XVII
«Тернии похоти моей так разрослись, что покрыли меня с головой» (уже в тагастской праздности), а «только что я прибыл в Карфаген, как охвачен был отовсюду трещащим костром похотей». – «Я валялся в их нечистотах, как в благовонных мастях, и в самую гущу их втаптывал меня все глубже невидимый Враг и соблазнял, потому что я хотел быть соблазненным». – «Я ненавидел все безопасные, без мышеловок, пути» – т. е. карфагенские улицы, без домов терпимости. – «Я любил погибать, amavi perire». «Похотью сплошной» была тогда вся его жизнь, libido sine ullo inserstitio. «Будь я только уверен тогда, что душа не бессмертна и что на том свете не будет за грехи возмездия, я предпочел бы Эпикура всем учителям», – значит, и Христу предпочел бы. «А если бы дано мне было и бессмертие, в вечном сладострастии, без всякого страха его потерять, то почему – спрашивал я себя, – это не было бы совершенным блаженством и что еще я мог бы пожелать?»
Так забыл или только хотел забыть Христа, как будто никогда ничего и не слышал о Нем. «Суше паутины иссушил Ты сердце мое, Господи!» Умер или умирал заживо. Что же спасло его?
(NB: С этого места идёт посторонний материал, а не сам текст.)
//! SQL argument builder.
//!
//! Turns a record into three parallel sequences — column names, positional
//! placeholders and bound values — covering exactly the fields that carry a
//! value. Placeholder numbering starts at `$1` and increments only for
//! included fields, so the generated statement never has numbering gaps.
//!
//! Absence is explicit: optional fields go through [`SqlArgs::push_opt`] and
//! a `None` is skipped. There is no "zero value means omit" sentinel, so a
//! missing coordinate is distinguishable from a coordinate legitimately at
//! `0.0`.

use std::sync::Arc;
use tokio_postgres::types::ToSql;

/// Maps a record's fields to column/value pairs, in field declaration order.
///
/// Column names are the field identifiers lower-cased with no other
/// transformation (no snake_case insertion); implementations write them out
/// literally, so the mapping is checked by the statement tests rather than
/// derived at runtime.
pub trait BindArgs {
    /// Push every present field of `self` into `args`.
    fn bind(&self, args: &mut SqlArgs);
}

/// Accumulator for columns, placeholders and parameter values.
///
/// Values are stored as `Arc<dyn ToSql>` so the builder stays clonable and
/// the borrow for execution (`as_refs`) is trivial to produce.
#[derive(Clone, Default)]
pub struct SqlArgs {
    exclude: Vec<String>,
    columns: Vec<String>,
    placeholders: Vec<String>,
    values: Vec<Arc<dyn ToSql + Send + Sync>>,
}

impl SqlArgs {
    /// Create an empty builder.
    pub fn new() -> Self {
        Self::default()
    }

    /// Exclude the given column names regardless of their value.
    ///
    /// Used for store-managed columns such as the creation timestamp, which
    /// must never be written by generic statement construction.
    pub fn exclude(mut self, columns: &[&str]) -> Self {
        self.exclude.extend(columns.iter().map(|c| c.to_string()));
        self
    }

    /// Collect the bound fields of a record.
    pub fn bind_record(mut self, record: &impl BindArgs) -> Self {
        record.bind(&mut self);
        self
    }

    /// Push a required field.
    pub fn push<T: ToSql + Send + Sync + 'static>(&mut self, column: &str, value: T) {
        if self.is_excluded(column) {
            return;
        }
        self.values.push(Arc::new(value));
        self.placeholders.push(format!("${}", self.values.len()));
        self.columns.push(column.to_string());
    }

    /// Push an optional field; `None` means "not provided" and is skipped.
    pub fn push_opt<T: ToSql + Send + Sync + 'static>(&mut self, column: &str, value: Option<T>) {
        if let Some(v) = value {
            self.push(column, v);
        }
    }

    /// Append a bare value with no column, returning its 1-based placeholder
    /// index. Used for trailing WHERE parameters.
    pub fn push_value<T: ToSql + Send + Sync + 'static>(&mut self, value: T) -> usize {
        self.values.push(Arc::new(value));
        self.values.len()
    }

    fn is_excluded(&self, column: &str) -> bool {
        self.exclude.iter().any(|c| c == column)
    }

    /// Number of included fields.
    pub fn len(&self) -> usize {
        self.columns.len()
    }

    /// Whether no field was included.
    pub fn is_empty(&self) -> bool {
        self.columns.is_empty()
    }

    /// Included column names, in push order.
    pub fn columns(&self) -> &[String] {
        &self.columns
    }

    /// Positional placeholders, parallel to [`SqlArgs::columns`].
    pub fn placeholders(&self) -> &[String] {
        &self.placeholders
    }

    /// `col1,col2,…` for an INSERT column list.
    pub fn column_list(&self) -> String {
        self.columns.join(",")
    }

    /// `$1,$2,…` for an INSERT VALUES list.
    pub fn placeholder_list(&self) -> String {
        self.placeholders.join(",")
    }

    /// `col1 = $1,col2 = $2,…` for an UPDATE SET list.
    pub fn set_list(&self) -> String {
        self.pairs().collect::<Vec<_>>().join(",")
    }

    /// `col1 = $1 AND col2 = $2 AND …` for a WHERE clause.
    pub fn where_list(&self) -> String {
        self.pairs().collect::<Vec<_>>().join(" AND ")
    }

    fn pairs(&self) -> impl Iterator<Item = String> + '_ {
        self.columns
            .iter()
            .zip(&self.placeholders)
            .map(|(c, p)| format!("{c} = {p}"))
    }

    /// All values as references for tokio-postgres execution.
    pub fn as_refs(&self) -> Vec<&(dyn ToSql + Sync)> {
        self.values
            .iter()
            .map(|v| &**v as &(dyn ToSql + Sync))
            .collect()
    }
}

impl std::fmt::Debug for SqlArgs {
    fn fmt(&self, f: &mut std::fmt::Formatter<'_>) -> std::fmt::Result {
        f.debug_struct("SqlArgs")
            .field("columns", &self.columns)
            .field("placeholders", &self.placeholders)
            .field("values", &self.values.len())
            .finish()
    }
}

#[cfg(test)]
mod tests {
    use super::*;

    struct Probe {
        name: Option<String>,
        number: Option<i32>,
        street: Option<String>,
    }

    impl BindArgs for Probe {
        fn bind(&self, args: &mut SqlArgs) {
            args.push_opt("name", self.name.clone());
            args.push_opt("number", self.number);
            args.push_opt("street", self.street.clone());
        }
    }

    #[test]
    fn sequences_are_parallel_and_ordered() {
        let args = SqlArgs::new().bind_record(&Probe {
            name: Some("RAPOSO TAVARES".into()),
            number: Some(500),
            street: Some("Rua dos Bobos".into()),
        });

        assert_eq!(args.columns(), &["name", "number", "street"]);
        assert_eq!(args.placeholders(), &["$1", "$2", "$3"]);
        assert_eq!(args.as_refs().len(), 3);
    }

    #[test]
    fn skipped_fields_leave_no_numbering_gap() {
        let args = SqlArgs::new().bind_record(&Probe {
            name: Some("PIRITUBA".into()),
            number: None,
            street: Some("Rua X".into()),
        });

        assert_eq!(args.columns(), &["name", "street"]);
        assert_eq!(args.placeholders(), &["$1", "$2"]);
    }

    #[test]
    fn fully_absent_record_yields_empty_sequences() {
        let args = SqlArgs::new().bind_record(&Probe {
            name: None,
            number: None,
            street: None,
        });

        assert!(args.is_empty());
        assert!(args.columns().is_empty());
        assert!(args.placeholders().is_empty());
        assert!(args.as_refs().is_empty());
    }

    #[test]
    fn excluded_column_never_appears_regardless_of_value() {
        let mut args = SqlArgs::new().exclude(&["createdat"]);
        args.push("name", "LAPA");
        args.push("createdat", "2022-01-01");
        args.push("street", "Rua Y");

        assert_eq!(args.columns(), &["name", "street"]);
        assert_eq!(args.placeholders(), &["$1", "$2"]);
    }

    #[test]
    fn trailing_value_numbering_continues_after_fields() {
        let mut args = SqlArgs::new();
        args.push("name", "LAPA");
        args.push("street", "Rua Y");
        let idx = args.push_value("some-id");

        assert_eq!(idx, 3);
        assert_eq!(args.len(), 2);
        assert_eq!(args.as_refs().len(), 3);
    }

    #[test]
    fn rendered_lists() {
        let mut args = SqlArgs::new();
        args.push("district", "district9");
        args.push("region5", "west");

        assert_eq!(args.column_list(), "district,region5");
        assert_eq!(args.placeholder_list(), "$1,$2");
        assert_eq!(args.set_list(), "district = $1,region5 = $2");
        assert_eq!(args.where_list(), "district = $1 AND region5 = $2");
    }
}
В церкви (значит, все-таки ходил или заходил иногда в церковь) увидел однажды молодую женщину или девушку, должно быть очень красивую, потому что «распалился на нее похотью» так, что «тут же, в церкви, начал торговаться» (вероятно, со сводней), «чтобы купить этот плод смерти». Купить не на свои деньги, – у него самого ни гроша, – а на чужие, Романиана, благодетеля, у которого он тогда на хлебах, – купить женщину, как вещь или домашнее животное, которое и всякий другой за ту же цену мог бы купить. Скверно начнет – хорошо кончит: «плод смерти» будет для него «плодом жизни». Этого он не говорит и не думает, но что это действительно так, мы узнаем от него самого. «Все эти годы (от 17-го до 31-го) я имел ее одну, unam habebam… и, хотя не был с нею в том, что называется «законным браком», quod legitimum vocatur conjugium, был верен ей одной». Долгие годы будет ей верен, а она ему – всю жизнь: когда он уйдет от нее – она пострижется в монахини (таков вероятный для того времени смысл данного ею «обета безбрачия»). Это для них обоих – первая и последняя, единственная любовь.
Сын, родившийся на следующий год после встречи их (отцу шел тогда 19 год) и нежно им любимый всю жизнь, – тоже плод не смерти, а жизни.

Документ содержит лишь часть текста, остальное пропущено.